→ ASSIGNMENT: Begin at the line containing "organized by domain." in the entries below and end at the line containing "an associated path"; transcribe that range exactly and nothing outside it.

→ LISTED RECORDS:
------------------------------------------------------------
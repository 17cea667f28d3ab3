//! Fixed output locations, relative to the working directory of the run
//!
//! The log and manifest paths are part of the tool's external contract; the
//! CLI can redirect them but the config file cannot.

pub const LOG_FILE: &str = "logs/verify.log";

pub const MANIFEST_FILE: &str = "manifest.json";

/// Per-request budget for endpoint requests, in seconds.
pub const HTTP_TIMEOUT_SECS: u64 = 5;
------------------------------------------------------------
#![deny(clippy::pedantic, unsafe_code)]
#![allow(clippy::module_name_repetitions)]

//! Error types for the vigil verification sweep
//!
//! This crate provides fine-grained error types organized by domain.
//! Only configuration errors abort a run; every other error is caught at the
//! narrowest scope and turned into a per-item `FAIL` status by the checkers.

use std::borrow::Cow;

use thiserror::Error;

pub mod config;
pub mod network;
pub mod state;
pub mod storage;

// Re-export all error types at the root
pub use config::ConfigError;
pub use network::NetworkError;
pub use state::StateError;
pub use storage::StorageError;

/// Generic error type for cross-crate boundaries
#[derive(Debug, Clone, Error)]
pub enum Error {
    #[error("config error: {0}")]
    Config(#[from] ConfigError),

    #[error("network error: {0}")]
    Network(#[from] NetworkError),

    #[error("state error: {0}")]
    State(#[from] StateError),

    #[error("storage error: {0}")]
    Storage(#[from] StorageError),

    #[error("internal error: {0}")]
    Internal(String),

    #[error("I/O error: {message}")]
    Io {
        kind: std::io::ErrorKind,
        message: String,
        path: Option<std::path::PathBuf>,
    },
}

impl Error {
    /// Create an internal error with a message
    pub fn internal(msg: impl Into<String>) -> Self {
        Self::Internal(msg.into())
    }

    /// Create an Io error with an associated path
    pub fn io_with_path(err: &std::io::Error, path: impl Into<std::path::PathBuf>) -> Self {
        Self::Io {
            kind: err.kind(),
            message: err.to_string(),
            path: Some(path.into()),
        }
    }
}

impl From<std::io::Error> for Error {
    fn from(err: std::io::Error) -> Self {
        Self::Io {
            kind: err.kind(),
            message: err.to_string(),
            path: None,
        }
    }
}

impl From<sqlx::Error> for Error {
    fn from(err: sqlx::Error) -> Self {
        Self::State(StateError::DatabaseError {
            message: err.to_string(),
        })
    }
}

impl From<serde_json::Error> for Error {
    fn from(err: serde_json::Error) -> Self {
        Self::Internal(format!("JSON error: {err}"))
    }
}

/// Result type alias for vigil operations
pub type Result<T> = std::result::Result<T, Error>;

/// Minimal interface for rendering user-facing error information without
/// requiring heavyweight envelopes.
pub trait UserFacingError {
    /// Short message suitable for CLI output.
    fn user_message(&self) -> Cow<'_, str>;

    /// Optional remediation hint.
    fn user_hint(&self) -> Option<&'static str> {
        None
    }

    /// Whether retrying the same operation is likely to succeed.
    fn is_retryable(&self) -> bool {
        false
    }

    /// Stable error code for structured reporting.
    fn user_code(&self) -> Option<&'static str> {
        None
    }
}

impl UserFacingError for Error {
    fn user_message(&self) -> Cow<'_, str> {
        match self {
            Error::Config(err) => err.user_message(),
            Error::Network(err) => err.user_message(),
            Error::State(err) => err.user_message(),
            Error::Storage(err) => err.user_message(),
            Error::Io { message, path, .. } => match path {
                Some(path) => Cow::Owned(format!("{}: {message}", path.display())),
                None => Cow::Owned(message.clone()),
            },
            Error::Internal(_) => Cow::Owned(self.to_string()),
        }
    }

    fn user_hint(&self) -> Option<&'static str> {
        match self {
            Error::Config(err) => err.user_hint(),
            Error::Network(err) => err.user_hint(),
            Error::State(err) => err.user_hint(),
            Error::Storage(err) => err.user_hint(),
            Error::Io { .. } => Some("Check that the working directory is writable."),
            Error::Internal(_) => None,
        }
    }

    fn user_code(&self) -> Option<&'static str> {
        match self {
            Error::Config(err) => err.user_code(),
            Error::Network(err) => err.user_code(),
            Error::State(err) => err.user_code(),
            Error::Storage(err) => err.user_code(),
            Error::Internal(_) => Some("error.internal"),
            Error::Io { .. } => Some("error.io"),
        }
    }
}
------------------------------------------------------------
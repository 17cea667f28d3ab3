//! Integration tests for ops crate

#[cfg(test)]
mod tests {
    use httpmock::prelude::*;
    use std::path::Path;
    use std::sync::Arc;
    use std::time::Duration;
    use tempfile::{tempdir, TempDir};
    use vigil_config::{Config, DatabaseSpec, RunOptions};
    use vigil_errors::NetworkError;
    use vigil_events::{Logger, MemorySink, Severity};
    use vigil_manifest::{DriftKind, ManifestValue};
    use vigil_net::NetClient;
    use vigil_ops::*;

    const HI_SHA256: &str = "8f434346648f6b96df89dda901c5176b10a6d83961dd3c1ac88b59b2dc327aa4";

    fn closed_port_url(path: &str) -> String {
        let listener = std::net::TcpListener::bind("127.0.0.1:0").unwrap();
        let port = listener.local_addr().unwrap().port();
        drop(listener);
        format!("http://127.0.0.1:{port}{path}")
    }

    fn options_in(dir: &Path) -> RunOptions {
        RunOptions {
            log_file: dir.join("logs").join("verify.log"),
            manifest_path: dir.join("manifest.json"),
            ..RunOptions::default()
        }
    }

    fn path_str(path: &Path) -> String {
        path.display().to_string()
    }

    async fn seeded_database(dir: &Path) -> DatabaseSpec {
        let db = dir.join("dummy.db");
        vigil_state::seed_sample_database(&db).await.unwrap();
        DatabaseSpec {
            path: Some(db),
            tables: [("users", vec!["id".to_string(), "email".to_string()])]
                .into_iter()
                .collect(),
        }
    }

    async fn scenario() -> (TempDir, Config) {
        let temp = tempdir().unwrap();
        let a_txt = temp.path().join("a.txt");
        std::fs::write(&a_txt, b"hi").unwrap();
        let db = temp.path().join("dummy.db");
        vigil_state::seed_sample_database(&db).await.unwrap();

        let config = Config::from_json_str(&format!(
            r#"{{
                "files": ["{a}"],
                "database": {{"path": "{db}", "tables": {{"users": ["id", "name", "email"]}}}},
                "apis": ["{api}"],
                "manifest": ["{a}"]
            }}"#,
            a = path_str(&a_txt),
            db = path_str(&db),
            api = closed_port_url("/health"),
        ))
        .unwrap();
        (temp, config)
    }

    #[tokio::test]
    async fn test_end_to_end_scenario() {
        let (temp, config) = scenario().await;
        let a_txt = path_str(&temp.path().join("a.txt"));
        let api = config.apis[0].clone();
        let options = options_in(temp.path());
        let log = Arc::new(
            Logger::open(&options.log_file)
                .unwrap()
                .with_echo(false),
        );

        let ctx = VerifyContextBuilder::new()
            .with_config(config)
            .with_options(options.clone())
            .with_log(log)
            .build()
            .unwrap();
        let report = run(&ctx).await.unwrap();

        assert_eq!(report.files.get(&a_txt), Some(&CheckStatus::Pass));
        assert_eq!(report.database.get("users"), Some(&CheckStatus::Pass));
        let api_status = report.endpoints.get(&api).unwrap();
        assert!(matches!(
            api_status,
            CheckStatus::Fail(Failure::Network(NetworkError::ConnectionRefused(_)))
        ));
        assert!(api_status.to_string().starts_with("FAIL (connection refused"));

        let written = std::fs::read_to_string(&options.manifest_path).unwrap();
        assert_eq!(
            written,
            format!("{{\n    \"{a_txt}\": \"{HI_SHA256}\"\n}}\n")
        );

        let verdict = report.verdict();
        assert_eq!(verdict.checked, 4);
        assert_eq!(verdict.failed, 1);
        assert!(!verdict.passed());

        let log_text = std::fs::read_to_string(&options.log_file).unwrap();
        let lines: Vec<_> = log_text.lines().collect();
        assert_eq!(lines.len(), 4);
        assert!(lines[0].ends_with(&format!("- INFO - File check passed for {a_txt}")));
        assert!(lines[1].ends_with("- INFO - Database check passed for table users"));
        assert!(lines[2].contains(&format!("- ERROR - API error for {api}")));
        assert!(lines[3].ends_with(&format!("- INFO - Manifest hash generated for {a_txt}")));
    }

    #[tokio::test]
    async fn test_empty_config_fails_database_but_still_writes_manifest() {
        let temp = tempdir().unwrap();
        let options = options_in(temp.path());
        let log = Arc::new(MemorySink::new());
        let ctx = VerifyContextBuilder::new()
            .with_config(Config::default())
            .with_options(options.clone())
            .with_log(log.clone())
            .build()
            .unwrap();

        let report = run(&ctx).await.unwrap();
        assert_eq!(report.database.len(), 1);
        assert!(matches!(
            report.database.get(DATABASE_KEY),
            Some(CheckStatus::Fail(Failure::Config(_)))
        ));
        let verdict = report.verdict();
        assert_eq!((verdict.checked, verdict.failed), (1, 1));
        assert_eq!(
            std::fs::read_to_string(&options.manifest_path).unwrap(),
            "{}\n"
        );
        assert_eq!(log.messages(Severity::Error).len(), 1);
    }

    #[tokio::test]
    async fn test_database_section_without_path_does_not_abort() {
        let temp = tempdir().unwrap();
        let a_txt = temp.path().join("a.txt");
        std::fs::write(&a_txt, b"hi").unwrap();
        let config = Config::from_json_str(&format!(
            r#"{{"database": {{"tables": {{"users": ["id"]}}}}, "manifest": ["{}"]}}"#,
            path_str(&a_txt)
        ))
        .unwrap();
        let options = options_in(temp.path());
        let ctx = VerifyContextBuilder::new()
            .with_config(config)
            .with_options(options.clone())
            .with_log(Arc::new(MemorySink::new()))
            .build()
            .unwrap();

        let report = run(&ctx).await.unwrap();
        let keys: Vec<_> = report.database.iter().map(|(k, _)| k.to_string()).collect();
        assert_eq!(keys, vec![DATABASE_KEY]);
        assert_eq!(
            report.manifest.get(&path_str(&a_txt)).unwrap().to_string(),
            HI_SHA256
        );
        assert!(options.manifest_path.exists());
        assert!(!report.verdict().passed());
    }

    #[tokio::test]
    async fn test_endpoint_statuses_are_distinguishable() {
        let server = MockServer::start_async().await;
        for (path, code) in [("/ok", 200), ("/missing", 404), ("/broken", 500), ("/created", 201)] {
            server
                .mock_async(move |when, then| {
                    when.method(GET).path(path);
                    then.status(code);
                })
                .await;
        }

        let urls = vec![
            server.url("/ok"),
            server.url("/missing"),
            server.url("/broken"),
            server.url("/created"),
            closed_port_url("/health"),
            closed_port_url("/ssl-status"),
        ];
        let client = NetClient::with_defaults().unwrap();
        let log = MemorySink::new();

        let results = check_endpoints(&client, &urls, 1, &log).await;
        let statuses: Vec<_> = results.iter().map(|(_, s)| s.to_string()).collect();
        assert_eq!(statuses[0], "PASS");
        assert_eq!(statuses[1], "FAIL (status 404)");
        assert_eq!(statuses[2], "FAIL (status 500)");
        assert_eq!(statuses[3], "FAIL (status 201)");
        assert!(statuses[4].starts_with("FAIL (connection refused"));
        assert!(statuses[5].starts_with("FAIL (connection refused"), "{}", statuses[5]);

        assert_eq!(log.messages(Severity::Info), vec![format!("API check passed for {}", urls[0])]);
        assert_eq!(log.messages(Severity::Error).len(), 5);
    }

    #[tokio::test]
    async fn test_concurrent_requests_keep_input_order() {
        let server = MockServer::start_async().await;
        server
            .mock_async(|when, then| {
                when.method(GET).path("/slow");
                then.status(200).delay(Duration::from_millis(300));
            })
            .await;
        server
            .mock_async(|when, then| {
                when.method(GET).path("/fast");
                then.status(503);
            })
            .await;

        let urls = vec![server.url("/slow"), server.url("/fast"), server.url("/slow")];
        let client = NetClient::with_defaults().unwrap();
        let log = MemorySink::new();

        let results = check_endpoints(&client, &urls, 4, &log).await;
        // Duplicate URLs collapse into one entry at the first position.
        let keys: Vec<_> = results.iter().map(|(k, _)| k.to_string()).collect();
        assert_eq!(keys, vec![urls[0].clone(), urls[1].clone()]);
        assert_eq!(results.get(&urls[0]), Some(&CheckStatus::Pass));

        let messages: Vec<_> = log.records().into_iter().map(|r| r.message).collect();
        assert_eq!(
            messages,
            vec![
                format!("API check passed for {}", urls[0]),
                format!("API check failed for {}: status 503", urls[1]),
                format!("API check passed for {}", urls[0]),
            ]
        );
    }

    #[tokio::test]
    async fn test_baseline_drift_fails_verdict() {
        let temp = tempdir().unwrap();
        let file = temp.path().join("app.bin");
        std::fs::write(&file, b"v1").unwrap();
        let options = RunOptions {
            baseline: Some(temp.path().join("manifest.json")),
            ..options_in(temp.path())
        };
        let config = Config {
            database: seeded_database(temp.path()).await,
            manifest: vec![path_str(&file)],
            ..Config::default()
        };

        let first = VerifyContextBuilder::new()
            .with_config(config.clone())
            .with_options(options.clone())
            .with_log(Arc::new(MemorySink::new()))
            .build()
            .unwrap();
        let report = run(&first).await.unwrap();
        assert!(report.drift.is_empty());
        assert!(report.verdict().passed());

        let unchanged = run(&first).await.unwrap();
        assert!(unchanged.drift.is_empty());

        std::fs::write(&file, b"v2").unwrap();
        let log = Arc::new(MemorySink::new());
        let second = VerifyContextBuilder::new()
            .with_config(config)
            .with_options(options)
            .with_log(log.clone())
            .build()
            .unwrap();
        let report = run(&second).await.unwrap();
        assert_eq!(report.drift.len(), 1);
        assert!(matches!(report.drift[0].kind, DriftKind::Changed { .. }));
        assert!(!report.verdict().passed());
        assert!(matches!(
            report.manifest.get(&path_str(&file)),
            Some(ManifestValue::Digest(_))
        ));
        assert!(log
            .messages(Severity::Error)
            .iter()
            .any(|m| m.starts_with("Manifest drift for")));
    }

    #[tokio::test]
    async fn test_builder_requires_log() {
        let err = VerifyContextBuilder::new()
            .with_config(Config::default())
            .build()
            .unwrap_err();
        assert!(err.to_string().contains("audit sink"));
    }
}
------------------------------------------------------------
→ REPLY:
//! This crate provides fine-grained error types organized by domain.
//! Only configuration errors abort a run; every other error is caught at the
//! narrowest scope and turned into a per-item `FAIL` status by the checkers.

use std::borrow::Cow;

use thiserror::Error;

pub mod config;
pub mod network;
pub mod state;
pub mod storage;

// Re-export all error types at the root
pub use config::ConfigError;
pub use network::NetworkError;
pub use state::StateError;
pub use storage::StorageError;

/// Generic error type for cross-crate boundaries
#[derive(Debug, Clone, Error)]
pub enum Error {
    #[error("config error: {0}")]
    Config(#[from] ConfigError),

    #[error("network error: {0}")]
    Network(#[from] NetworkError),

    #[error("state error: {0}")]
    State(#[from] StateError),

    #[error("storage error: {0}")]
    Storage(#[from] StorageError),

    #[error("internal error: {0}")]
    Internal(String),

    #[error("I/O error: {message}")]
    Io {
        kind: std::io::ErrorKind,
        message: String,
        path: Option<std::path::PathBuf>,
    },
}

impl Error {
    /// Create an internal error with a message
    pub fn internal(msg: impl Into<String>) -> Self {
        Self::Internal(msg.into())
    }

    /// Create an Io error with an associated path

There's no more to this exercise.